BEGIN SOURCE MATERIAL
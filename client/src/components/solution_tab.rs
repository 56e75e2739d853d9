//! "The Solution" tab: toggling the edge network onto the map.

use leptos::prelude::*;

use crate::components::{read, write};
use crate::state::problem::{ORIGIN_LABEL, USER_LABEL};
use crate::state::shell::Shell;
use crate::state::solution::{CdnToggle, ORIGIN_POSITION, USER_POSITION, reveal_delay_ms};

#[component]
pub fn SolutionTab() -> impl IntoView {
    let shell = expect_context::<RwSignal<Shell>>();
    let enabled = move || read(shell, |t: &CdnToggle| t.enabled());

    let sites = move || {
        let toggle = read(shell, |t: &CdnToggle| *t);
        toggle
            .visible_sites()
            .iter()
            .enumerate()
            .map(|(index, site)| {
                let class = if site.serves_user { "edge-site edge-site--primary" } else { "edge-site" };
                let style = format!("{} animation-delay: {}ms;", site.position.css_position(), reveal_delay_ms(index));
                view! {
                    <div class=class style=style>
                        <span class="edge-site__icon">"🖥"</span>
                        <span class="edge-site__label">{site.name}</span>
                    </div>
                }
            })
            .collect_view()
    };

    let low_latency_path = move || {
        read(shell, |t: &CdnToggle| t.low_latency_path()).map(|(from, to)| {
            view! {
                <svg class="map__paths">
                    <line
                        x1=format!("{}%", from.x)
                        y1=format!("{}%", from.y)
                        x2=format!("{}%", to.x)
                        y2=format!("{}%", to.y)
                        class="map__path map__path--fast"
                    />
                </svg>
                <div class="map__tag" style=to.css_position()>
                    "Low Latency Path"
                </div>
            }
        })
    };

    let on_toggle = move |_| {
        write(shell, |t: &mut CdnToggle| t.toggle());
    };

    view! {
        <section class="tab tab--solution">
            <header class="tab__header">
                <h2>"The Solution: The Edge Network"</h2>
                <p>
                    "A CDN places \"Edge Servers\" geographically closer to users. While the Origin remains the "
                    "source of truth, Edge servers cache content nearby to reduce travel time."
                </p>
            </header>

            <div class="map">
                <div class="map__node map__node--origin" style=ORIGIN_POSITION.css_position()>
                    <span class="map__icon">"🖥"</span>
                    <span class="map__label">{ORIGIN_LABEL}</span>
                </div>
                <div class="map__node map__node--user" style=USER_POSITION.css_position()>
                    <span class="map__icon">"👤"</span>
                    <span class="map__label">{USER_LABEL}</span>
                </div>
                {sites}
                {low_latency_path}
            </div>

            <div class="tab__actions toggle-row">
                <span class="toggle-row__label" class:toggle-row__label--on=move || !enabled()>
                    "Direct Origin"
                </span>
                <button
                    class="switch"
                    class:switch--on=enabled
                    role="switch"
                    aria-checked=move || enabled().to_string()
                    on:click=on_toggle
                >
                    <span class="switch__knob"></span>
                </button>
                <span class="toggle-row__label" class:toggle-row__label--cdn=enabled>
                    "Enable CDN"
                </span>
            </div>
        </section>
    }
}
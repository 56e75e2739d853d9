use super::*;

fn close(a: f64, b: f64) -> bool {
    (a - b).abs() < 1e-9
}

#[test]
fn normalize_degrees_360_wraps_values() {
    assert_eq!(normalize_degrees_360(0.0), 0.0);
    assert_eq!(normalize_degrees_360(360.0), 0.0);
    assert_eq!(normalize_degrees_360(370.0), 10.0);
    assert_eq!(normalize_degrees_360(-10.0), 350.0);
}

#[test]
fn angular_delta_is_symmetric_and_bounded() {
    assert_eq!(angular_delta_deg(10.0, 350.0), 20.0);
    assert_eq!(angular_delta_deg(350.0, 10.0), 20.0);
    assert_eq!(angular_delta_deg(0.0, 180.0), 180.0);
    assert_eq!(angular_delta_deg(45.0, 45.0), 0.0);
}

#[test]
fn polar_point_follows_screen_axes() {
    let east = polar_point(STAGE_CENTER, 10.0, 0.0);
    assert!(close(east.x, 60.0) && close(east.y, 50.0));

    let south = polar_point(STAGE_CENTER, 10.0, 90.0);
    assert!(close(south.x, 50.0) && close(south.y, 60.0));
}

#[test]
fn snap_angle_wraps_full_turn_to_zero() {
    assert_eq!(snap_angle(330.0, 72.0), 0.0);
    assert_eq!(snap_angle(354.0, 72.0), 0.0);
    assert_eq!(snap_angle(100.0, 72.0), 72.0);
    assert_eq!(snap_angle(110.0, 72.0), 144.0);
}

#[test]
fn snap_angle_rejects_degenerate_step() {
    assert_eq!(snap_angle(370.0, 0.0), 10.0);
}

#[test]
fn css_position_renders_percentages() {
    assert_eq!(Point::new(12.5, 80.0).css_position(), "left: 12.50%; top: 80.00%;");
}
use super::*;
use crate::state::mechanics::PacketStep;
use crate::state::problem::RequestPhase;

#[test]
fn starts_on_problem() {
    let shell = Shell::default();
    assert_eq!(shell.active(), TabId::Problem);
    assert!(shell.get::<RequestSimulation>().is_some());
    assert_eq!(shell.epoch(), 0);
}

#[test]
fn selecting_each_tab_mounts_only_that_widget() {
    let mut shell = Shell::new(1);
    for tab in TabId::ALL {
        shell.select_tab(tab);
        assert_eq!(shell.active(), tab);
        assert_eq!(shell.widget().tab(), tab);

        let mounted = [
            shell.get::<RequestSimulation>().is_some(),
            shell.get::<CdnToggle>().is_some(),
            shell.get::<RelaySimulation>().is_some(),
            shell.get::<TrafficSim>().is_some(),
            shell.get::<HoverPaths>().is_some(),
            shell.get::<QuizState>().is_some(),
        ];
        assert_eq!(mounted.iter().filter(|m| **m).count(), 1, "tab {tab:?}");
        assert!(mounted[tab as usize], "tab {tab:?}");
    }
}

#[test]
fn reselecting_active_tab_keeps_state() {
    let mut shell = Shell::default();
    if let Some(w) = shell.get_mut::<RequestSimulation>() {
        w.start();
    }
    assert_eq!(shell.select_tab(TabId::Problem), Transition::Ignored);
    assert_eq!(shell.epoch(), 0);
    assert_eq!(
        shell.get::<RequestSimulation>().map(RequestSimulation::phase),
        Some(RequestPhase::Traveling)
    );
}

#[test]
fn leaving_a_tab_discards_its_state_and_timers() {
    let mut shell = Shell::default();
    shell.select_tab(TabId::Mechanics);
    if let Some(w) = shell.get_mut::<RelaySimulation>() {
        w.request_miss();
    }
    shell.advance(5_000);
    assert_eq!(shell.get::<RelaySimulation>().map(RelaySimulation::is_cached), Some(true));

    if let Some(w) = shell.get_mut::<RelaySimulation>() {
        w.request_miss();
    }
    assert!(shell.next_deadline().is_some());

    shell.select_tab(TabId::Solution);
    assert_eq!(shell.next_deadline(), None);
    assert_eq!(shell.advance(10_000), 0);

    shell.select_tab(TabId::Mechanics);
    let relay = shell.get::<RelaySimulation>().expect("mechanics mounted");
    assert!(!relay.is_cached());
    assert_eq!(relay.packet_step(), PacketStep::Idle);
}

#[test]
fn advance_drives_the_mounted_widget() {
    let mut shell = Shell::default();
    if let Some(w) = shell.get_mut::<RequestSimulation>() {
        w.start();
    }
    assert_eq!(shell.until_next_ms(), Some(50));
    shell.advance(4_000);
    assert_eq!(
        shell.get::<RequestSimulation>().map(RequestSimulation::phase),
        Some(RequestPhase::Done)
    );
}

#[test]
fn deadline_changes_identity_across_remounts() {
    let mut shell = Shell::default();
    shell.select_tab(TabId::Benefits);
    let first = shell.next_deadline();
    shell.select_tab(TabId::Quiz);
    shell.select_tab(TabId::Benefits);
    let second = shell.next_deadline();
    assert_eq!(first.map(|(_, due)| due), second.map(|(_, due)| due));
    assert_ne!(first, second);
}

#[test]
fn remounted_benefits_gets_a_new_layout() {
    let mut shell = Shell::new(42);
    shell.select_tab(TabId::Benefits);
    let first = shell.get::<TrafficSim>().map(|s| s.particles().to_vec());
    shell.select_tab(TabId::Types);
    shell.select_tab(TabId::Benefits);
    let second = shell.get::<TrafficSim>().map(|s| s.particles().to_vec());
    assert_ne!(first, second);
}

#[test]
fn timerless_widgets_report_no_deadline() {
    let mut shell = Shell::default();
    shell.select_tab(TabId::Solution);
    assert_eq!(shell.next_deadline(), None);
    shell.select_tab(TabId::Types);
    assert_eq!(shell.until_next_ms(), None);
}
//! Sidebar navigation plus the main stage the active tab renders into.

use leptos::prelude::*;

use crate::state::nav::{Icon, TABS};
use crate::state::shell::Shell;

/// Fixed left-hand tab list and content area.
#[component]
pub fn Layout(children: Children) -> impl IntoView {
    let shell = expect_context::<RwSignal<Shell>>();

    let tabs = TABS
        .iter()
        .map(|tab| {
            let id = tab.id;
            let is_active = move || shell.with(|s| s.active() == id);
            let class = move || {
                if is_active() {
                    "sidebar__tab sidebar__tab--active"
                } else {
                    "sidebar__tab"
                }
            };
            let on_click = move |_| {
                shell.update(|s| {
                    s.select_tab(id);
                });
            };
            view! {
                <li>
                    <button id=format!("tab-{}", id.slug()) class=class on:click=on_click>
                        <span class="sidebar__icon">{tab.icon.glyph()}</span>
                        {tab.label}
                    </button>
                </li>
            }
        })
        .collect_view();

    view! {
        <div class="layout">
            <nav class="sidebar">
                <div class="sidebar__brand">
                    <span class="sidebar__logo">{Icon::Network.glyph()}</span>
                    <h1 class="sidebar__title">"CDN Explorer"</h1>
                </div>
                <ul class="sidebar__tabs">{tabs}</ul>
                <div class="sidebar__footer">"Interactive Educational Demo"</div>
            </nav>
            <main class="stage">
                <div class="stage__grid"></div>
                <div class="stage__content">{children()}</div>
            </main>
        </div>
    }
}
END SOURCE MATERIAL
**TASK GOAL**: The required answer is the exact run of lines above starting at the line with "assert_eq!(snap_angle(370.0, 0.0), 10.0);" and ending at the line with "assert_eq!(shell.widget().tab(), tab);", with both ends present.

**OUTPUT FOR THIS TASK**:
    assert_eq!(snap_angle(370.0, 0.0), 10.0);
}

#[test]
fn css_position_renders_percentages() {
    assert_eq!(Point::new(12.5, 80.0).css_position(), "left: 12.50%; top: 80.00%;");
}
use super::*;
use crate::state::mechanics::PacketStep;
use crate::state::problem::RequestPhase;

#[test]
fn starts_on_problem() {
    let shell = Shell::default();
    assert_eq!(shell.active(), TabId::Problem);
    assert!(shell.get::<RequestSimulation>().is_some());
    assert_eq!(shell.epoch(), 0);
}

#[test]
fn selecting_each_tab_mounts_only_that_widget() {
    let mut shell = Shell::new(1);
    for tab in TabId::ALL {
        shell.select_tab(tab);
        assert_eq!(shell.active(), tab);
        assert_eq!(shell.widget().tab(), tab);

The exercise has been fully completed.